Patua Geothermal Plant will be developed in the state of Nevada in the US.
Schematic view of the binary cycle geothermal process.
Power from the Patua Geothermal Plant will be transmitted over 120kV transmission lines.

The Patua Geothermal Plant is a new 60MW modular binary cycle power plant under development in the Patua region of northern Nevada, USA. It is owned by Gradient Resources (formerly known as Vulcan Power Company).

The Patua plant is the company’s first geothermal power plant and the largest binary plant ever constructed to date. The plant’s output will be supplied to Sacramento Municipality Utility district under a 21-year power purchase agreement (PP) that was signed in April 2010.

The project will be developed in three stages. It is currently in the first stage and is underway drilling of the production wells. The actual construction of the plant is expected to begin in the second quarter of 2011 with commissioning scheduled for the third quarter of 2013.

Project details

The plant will be situated in a high desert area approximately 10 miles away to the east of Fernley.

Gradient Resources acquired the land leases from Department of the Interior (DOI) and Bureau of Land Management (BLM) to drill and operate the geothermal well pads, lay fluid pipelines and transmission lines and to construct the power plant. The company has also secured rights from the private land owners to use the geothermal resources near the project area, located in the Churchill and Lyon Counties in Nevada.

“The Patua plant is the company’s first geothermal power plant.”

With a net nameplate capacity of 120MW, the plant will provide base load energy round the clock except during planned and forced shortages. It will initially produce 500GWh a year, which will, in due course be ramped up to 1,000GWh.

The plant will feature an advanced supercritical Organic Rankine Cycle and improved air cooling technology.

Drilling on the project recommenced in February 2010, after the second equity investment of $108m was received from Denham Capital. The project has so far completed preliminary activities such as drilling the core holes and full size production wells. The site already has two rigs and a full size production well.


The project’s environmental assessment was jointly prepared by BLM’s Carson City District Office and Reclamation in accordance with the national Reclamation / BLM Interagency Agreement of December 1982.

BLM oversees the approval of geothermal facilities located on the lands managed by the Bureau of Reclamation.

The engineering, procurement and construction (EPC) contract for the project was awarded in March 2011 to Benham Constructions, a wholly owned design-build subsidiary of Science Applications International Corporation’s (SAIC).

SAIC has tied-up with Texas-based TAS Energy to provide technological assistance for the project.

Grid and transmission

The power produced at the plant will be transmitted via 120kV transmission lines to the national grid. The Bureau of Reclamation has signed a ‘Finding of No Significant Impact’ for the Environmental Assessment and issued a 20-year licence authorising the company for the right-of way transmission lines.

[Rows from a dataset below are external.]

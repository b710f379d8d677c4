//! 单题生成服务 - 业务能力层
//!
//! 只负责"生成一道合格的题"，不关心会话流程

use std::sync::Arc;

use tracing::{debug, info};

use crate::clients::TextGenerator;
use crate::error::GenerationError;
use crate::models::language::language_name;
use crate::models::Question;
use crate::services::prompts;
use crate::services::response_parser::parse_question;
use crate::services::retry::RetryPolicy;
use crate::utils::logging::truncate_text;

/// 单题生成服务
///
/// 职责：
/// - 构建单题提示词
/// - 超时 + 重试 + 退避
/// - 解析并校验响应，分配题目 id
#[derive(Clone)]
pub struct QuestionGenerator {
    backend: Arc<dyn TextGenerator>,
    policy: RetryPolicy,
}

impl QuestionGenerator {
    pub fn new(backend: Arc<dyn TextGenerator>) -> Self {
        Self {
            backend,
            policy: RetryPolicy::single_question(),
        }
    }

    pub fn with_policy(mut self, policy: RetryPolicy) -> Self {
        self.policy = policy;
        self
    }

    pub fn policy(&self) -> &RetryPolicy {
        &self.policy
    }

    /// 生成一道题
    ///
    /// # 参数
    /// - `certificate_name`: 证书名称
    /// - `language`: 语言代码（如 "en"）
    /// - `question_number`: 第几题（从 1 开始，只用于提示模型换主题）
    pub async fn generate_one(
        &self,
        certificate_name: &str,
        language: &str,
        question_number: usize,
    ) -> Result<Question, GenerationError> {
        let prompt = prompts::single_question_prompt(
            certificate_name,
            language_name(language),
            question_number,
        );
        let label = format!("第 {} 题生成", question_number);

        let backend = &self.backend;
        let prompt = prompt.as_str();
        let question = self
            .policy
            .run(&label, move |attempt| async move {
                debug!("请求第 {} 题 (第 {} 次尝试)", question_number, attempt);
                let raw = backend
                    .generate_text(Some(prompts::SYSTEM_MESSAGE), prompt)
                    .await?;
                parse_question(&raw)
            })
            .await?;

        info!(
            "✓ 第 {} 题生成成功: {}",
            question_number,
            truncate_text(&question.question, 60)
        );
        Ok(question)
    }
}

The right-of-way transmission line is 18,480ft-long and 75ft-wide. It will connect the power plant to a new substation in Fernley.


Binary technology allows the use of low temperature geothermal liquid. In a binary cycle power plant, heat from the underground water is used to produce steam in the working fluid. Also known as second fluid, this liquid is filled inside the pipes placed adjacent to the geothermal pipes.

“Binary technology allows the use of low temperature geothermal liquid.”

The steam generated by the secondary fluid is used to power the turbine generator to rotate and produce electricity.

The heat exchanger placed between the pipes and the steam turbine transfers heat from the geothermal water to the working fluid. The geothermal liquid is kept unexposed to air and sent back into the injection wells.

Nevada power market

Nevada is rich in geothermal resources. It has the greatest geothermal potential in US and is ranked second in terms of operating capacity, first being the state of California.

As of August 2010, Nevada had 20 geothermal power plants with an installed capacity of 430MW. The state has 86 projects currently under development which are expected to boost the capacity from an additional 2,120MW to 3,686MW.